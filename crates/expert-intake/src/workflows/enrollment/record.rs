use async_trait::async_trait;
use chrono::{DateTime, Utc};
use serde::{Deserialize, Serialize};

use super::draft::{ApplicationDraft, LocationPath};

/// Identifier wrapper for persisted expert applications.
#[derive(Debug, Clone, PartialEq, Eq, Hash, Serialize, Deserialize)]
pub struct ExpertId(pub String);

impl ExpertId {
    /// Key format of the existing system of record: submission millis plus
    /// the applicant's name uppercased with whitespace collapsed to
    /// underscores. Collision avoidance is weak; kept as a known limitation
    /// because a stronger scheme would orphan the existing keyspace.
    pub fn derive(full_name: &str, submitted_at: DateTime<Utc>) -> Self {
        let name = full_name
            .split_whitespace()
            .collect::<Vec<_>>()
            .join("_")
            .to_uppercase();
        ExpertId(format!(
            "EXPERT_{}_{}",
            submitted_at.timestamp_millis(),
            name
        ))
    }
}

/// Review state assigned by the verification team after intake.
#[derive(Debug, Clone, Copy, PartialEq, Eq, Serialize, Deserialize)]
#[serde(rename_all = "snake_case")]
pub enum VerificationStatus {
    Pending,
    Verified,
    Rejected,
}

impl VerificationStatus {
    pub const fn label(self) -> &'static str {
        match self {
            VerificationStatus::Pending => "pending",
            VerificationStatus::Verified => "verified",
            VerificationStatus::Rejected => "rejected",
        }
    }
}

/// Flat fee credited per delivered advisory report.
pub const DEFAULT_PAYMENT_PER_REPORT: u32 = 50;

/// Encoded credential payloads embedded in the record. A slot the applicant
/// left empty is stored as an empty string, never omitted.
#[derive(Debug, Clone, Default, PartialEq, Eq, Serialize, Deserialize)]
pub struct CredentialPayloads {
    pub degree_certificate: String,
    pub professional_id: String,
}

/// Encoded outputs of the three attachment slots, ready for embedding.
#[derive(Debug, Clone, PartialEq, Eq)]
pub struct EncodedAttachments {
    pub degree_certificate: String,
    pub professional_id: String,
    pub profile_photo: String,
}

/// Immutable snapshot persisted for one accepted application. Built once at
/// submit time from the draft; a retry rebuilds a fresh record rather than
/// patching this one.
#[derive(Debug, Clone, PartialEq, Serialize, Deserialize)]
pub struct ExpertRecord {
    pub name: String,
    pub phone: String,
    pub email: String,
    pub profile_photo: String,
    pub bio: String,
    pub location: LocationPath,
    pub qualification: String,
    pub affiliation: String,
    pub experience_years: String,
    pub specializations: Vec<String>,
    pub credentials: CredentialPayloads,
    pub payment_per_report: u32,
    pub is_available: bool,
    pub verification_status: VerificationStatus,
    pub rating_avg: f32,
    pub created_at: DateTime<Utc>,
    pub updated_at: DateTime<Utc>,
}

impl ExpertRecord {
    pub fn from_draft(
        draft: &ApplicationDraft,
        attachments: EncodedAttachments,
        submitted_at: DateTime<Utc>,
    ) -> Self {
        Self {
            name: draft.full_name.clone(),
            phone: draft.phone.clone(),
            email: draft.email.clone(),
            profile_photo: attachments.profile_photo,
            bio: draft.bio.clone(),
            location: draft.location.clone(),
            qualification: draft.qualification.clone(),
            affiliation: draft.affiliation.clone(),
            experience_years: draft.experience_years.clone(),
            specializations: draft.specializations.iter().cloned().collect(),
            credentials: CredentialPayloads {
                degree_certificate: attachments.degree_certificate,
                professional_id: attachments.professional_id,
            },
            payment_per_report: DEFAULT_PAYMENT_PER_REPORT,
            is_available: true,
            verification_status: VerificationStatus::Pending,
            rating_avg: 0.0,
            created_at: submitted_at,
            updated_at: submitted_at,
        }
    }

    /// Flat, human-readable projection carried by the confirmation
    /// notification. Encoded attachment payloads are deliberately excluded.
    pub fn confirmation_message(&self) -> ConfirmationMessage {
        ConfirmationMessage {
            to_name: self.name.clone(),
            to_email: self.email.clone(),
            mobile_number: self.phone.clone(),
            region: self.location.region.clone(),
            district: self.location.district.clone(),
            subdistrict: self.location.subdistrict.clone(),
            qualification: self.qualification.clone(),
            affiliation: self.affiliation.clone(),
            experience_years: self.experience_years.clone(),
            specializations: self.specializations.join(", "),
            bio: self.bio.clone(),
            submission_date: self.created_at.format("%Y-%m-%d %H:%M UTC").to_string(),
        }
    }
}

/// Named string fields handed to the templated-message transport.
#[derive(Debug, Clone, PartialEq, Eq, Serialize)]
pub struct ConfirmationMessage {
    pub to_name: String,
    pub to_email: String,
    pub mobile_number: String,
    pub region: String,
    pub district: String,
    pub subdistrict: String,
    pub qualification: String,
    pub affiliation: String,
    pub experience_years: String,
    pub specializations: String,
    pub bio: String,
    pub submission_date: String,
}

/// Storage abstraction so the pipeline can be exercised in isolation. One
/// create-or-overwrite operation keyed by the derived identifier; there is no
/// read, update, or delete path in this workflow.
#[async_trait]
pub trait ApplicationStore: Send + Sync {
    async fn put(&self, id: &ExpertId, record: &ExpertRecord) -> Result<(), PersistenceError>;
}

/// Record write failure. Fatal to the submission attempt: the draft is left
/// untouched so a retry is cheap.
#[derive(Debug, thiserror::Error)]
pub enum PersistenceError {
    #[error("application store unavailable: {0}")]
    Unavailable(String),
}

/// Outbound confirmation hook (e.g. a templated e-mail adapter).
#[async_trait]
pub trait ConfirmationMailer: Send + Sync {
    async fn send(&self, message: &ConfirmationMessage) -> Result<(), NotificationError>;
}

/// Confirmation dispatch failure. Logged, never surfaced, never blocks an
/// accepted application.
#[derive(Debug, thiserror::Error)]
pub enum NotificationError {
    #[error("confirmation transport failed: {0}")]
    Transport(String),
}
####################
*TASK TO COMPLETE*
If a line in the data contains the string "subdistrict", copy it.

*RESULT OF THE EXERCISE*
            subdistrict: self.location.subdistrict.clone(),
    pub subdistrict: String,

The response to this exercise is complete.